Segundo a gerente do E-Democracia, Alessandra Müller Guerra, o projeto começou a ser implementado em 2009. A ideia era aproximar a população da Casa por meio da interação e da participação. Iniciativas parecidas já existiam, na época, na Austrália e nos Estados Unidos, por exemplo. O alvo seria, justamente, o cidadão que tem interesse nos rumos da política, mas não é filiado a nenhum partido político.

Cerca de 13 mil pessoas participam dos debates no site. Um número pequeno, se considerarmos um universo de 136,5 milhões de eleitores. Alessandra, entretanto, considera a participação razoável. "Temos que considerar o público com acesso, com interesse e que conhece o site", afirma. Além disso, ela destaca que esses 13 mil eleitores estão muito interessados nos rumos do projeto e, com isso, têm contribuído para um debate de alto nível.

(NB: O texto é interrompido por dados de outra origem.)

//! Debounced async field validation with a latest-request-wins contract.
//!
//! Every new input supersedes the previous request: the earlier task is
//! aborted, and if its result still arrives it is dropped because the field
//! status no longer carries its generation. Final submission consults the
//! [`ValidationGate`], which waits for in-flight checks to settle and then
//! rejects any field that is still pending or came back negative.

use std::collections::BTreeMap;
use std::sync::atomic::{AtomicU64, Ordering};
use std::sync::{Arc, Mutex};
use std::time::Duration;

use async_trait::async_trait;
use serde::{Deserialize, Serialize};
use tokio::sync::watch;
use tokio::task::JoinHandle;
use tracing::debug;

use crate::error::{OnboardingError, PendingReason};

/// Outcome of one uniqueness/format check.
#[derive(Debug, Clone, PartialEq, Eq, Serialize, Deserialize)]
pub struct Availability {
    pub available: bool,
    #[serde(default)]
    pub message: String,
}

/// An async predicate over a field value, e.g. "is this name taken".
#[async_trait]
pub trait AvailabilityCheck: Send + Sync {
    async fn check(&self, value: &str) -> Result<Availability, OnboardingError>;
}

/// Where a field's validation stands.
#[derive(Debug, Clone, PartialEq, Eq)]
pub enum FieldStatus {
    /// Nothing submitted yet.
    Idle,
    /// A check for `value` is debouncing or in flight.
    Pending { generation: u64, value: String },
    /// The latest check finished.
    Resolved {
        generation: u64,
        value: String,
        availability: Availability,
    },
}

impl FieldStatus {
    pub fn is_pending(&self) -> bool {
        matches!(self, Self::Pending { .. })
    }
}

/// Validation state for a single field.
pub struct FieldValidator {
    field: String,
    check: Arc<dyn AvailabilityCheck>,
    debounce: Duration,
    generation: AtomicU64,
    status: Arc<watch::Sender<FieldStatus>>,
    inflight: Mutex<Option<JoinHandle<()>>>,
}

impl FieldValidator {
    pub fn new(field: impl Into<String>, check: Arc<dyn AvailabilityCheck>, debounce: Duration) -> Self {
        let (status, _) = watch::channel(FieldStatus::Idle);
        Self {
            field: field.into(),
            check,
            debounce,
            generation: AtomicU64::new(0),
            status: Arc::new(status),
            inflight: Mutex::new(None),
        }
    }

    pub fn field(&self) -> &str {
        &self.field
    }

    pub fn status(&self) -> FieldStatus {
        self.status.borrow().clone()
    }

    /// Validate a new input value, superseding any outstanding request.
    ///
    /// Must be called from within a tokio runtime.
    pub fn submit(&self, value: impl Into<String>) {
        let value = value.into();
        let generation = self.generation.fetch_add(1, Ordering::SeqCst) + 1;
        self.status.send_replace(FieldStatus::Pending {
            generation,
            value: value.clone(),
        });

        let check = Arc::clone(&self.check);
        let status = Arc::clone(&self.status);
        let debounce = self.debounce;
        let field = self.field.clone();
        let task = tokio::spawn(async move {
            tokio::time::sleep(debounce).await;
            let availability = match check.check(&value).await {
                Ok(availability) => availability,
                Err(e) => Availability {
                    available: false,
                    message: e.to_string(),
                },
            };
            status.send_if_modified(|current| match current {
                FieldStatus::Pending { generation: latest, .. } if *latest == generation => {
                    *current = FieldStatus::Resolved {
                        generation,
                        value,
                        availability,
                    };
                    true
                }
                _ => {
                    debug!(field = %field, generation, "Discarding stale validation result");
                    false
                }
            });
        });

        let previous = self
            .inflight
            .lock()
            .unwrap_or_else(|poisoned| poisoned.into_inner())
            .replace(task);
        if let Some(previous) = previous {
            previous.abort();
        }
    }

    /// Wait until the latest request resolves or `timeout` elapses, then
    /// return the status at that point.
    pub async fn wait_settled(&self, timeout: Duration) -> FieldStatus {
        let mut rx = self.status.subscribe();
        match tokio::time::timeout(timeout, rx.wait_for(|s| !s.is_pending())).await {
            Ok(Ok(status)) => status.clone(),
            _ => self.status(),
        }
    }

    /// Forget the current input: abort any outstanding check and go back to
    /// [`FieldStatus::Idle`]. A result that still lands is discarded.
    pub fn reset(&self) {
        let previous = self
            .inflight
            .lock()
            .unwrap_or_else(|poisoned| poisoned.into_inner())
            .take();
        if let Some(previous) = previous {
            previous.abort();
        }
        self.status.send_replace(FieldStatus::Idle);
    }

    /// Whether the current status allows submission.
    pub fn ensure_ready(&self) -> Result<(), OnboardingError> {
        match self.status() {
            FieldStatus::Idle => Ok(()),
            FieldStatus::Pending { .. } => Err(OnboardingError::ValidationPending {
                field: self.field.clone(),
                reason: PendingReason::InFlight,
            }),
            FieldStatus::Resolved { availability, .. } if !availability.available => {
                Err(OnboardingError::ValidationPending {
                    field: self.field.clone(),
                    reason: PendingReason::Rejected(availability.message),
                })
            }
            FieldStatus::Resolved { .. } => Ok(()),
        }
    }
}

impl Drop for FieldValidator {
    fn drop(&mut self) {
        if let Ok(mut inflight) = self.inflight.lock() {
            if let Some(task) = inflight.take() {
                task.abort();
            }
        }
    }
}

/// All async-validated fields of a wizard session.
#[derive(Default)]
pub struct ValidationGate {
    fields: BTreeMap<String, FieldValidator>,
}

impl ValidationGate {
    pub fn new() -> Self {
        Self::default()
    }

    /// Register a validated field, replacing any previous validator for it.
    pub fn register(
        &mut self,
        field: impl Into<String>,
        check: Arc<dyn AvailabilityCheck>,
        debounce: Duration,
    ) -> &FieldValidator {
        let field = field.into();
        let validator = FieldValidator::new(field.clone(), check, debounce);
        self.fields.insert(field.clone(), validator);
        &self.fields[&field]
    }

    pub fn validator(&self, field: &str) -> Option<&FieldValidator> {
        self.fields.get(field)
    }

    /// Feed a new input value to `field`. Unregistered fields are ignored.
    pub fn submit(&self, field: &str, value: impl Into<String>) -> bool {
        match self.fields.get(field) {
            Some(validator) => {
                validator.submit(value);
                true
            }
            None => false,
        }
    }

    /// Return every field to idle. Registrations are kept.
    pub fn reset(&self) {
        for validator in self.fields.values() {
            validator.reset();
        }
        debug!(fields = self.fields.len(), "Validation state reset");
    }

    /// Wait up to `timeout` for every field to settle, then require all of
    /// them to be ready.
    pub async fn settle(&self, timeout: Duration) -> Result<(), OnboardingError> {
        let deadline = tokio::time::Instant::now() + timeout;
        for validator in self.fields.values() {
            let remaining = deadline.saturating_duration_since(tokio::time::Instant::now());
            validator.wait_settled(remaining).await;
        }
        self.fields.values().try_for_each(FieldValidator::ensure_ready)
    }
}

Na avaliação do cientista político Ricardo Poppi, esse portal pode ajudar a diminuir o choque entre a população – que muitas vezes não se vê representada de forma adequada no Congresso – e os deputados, que têm dificuldade de atender certas demandas dos eleitores. Na opinião dele, o site pode também ajudar a instituição a encontrar tendências dentro da sociedade. "Quando você abre as portas [do Congresso], há uma possibilidade maior de identificar atores importantes e ideias novas para leis", afirma.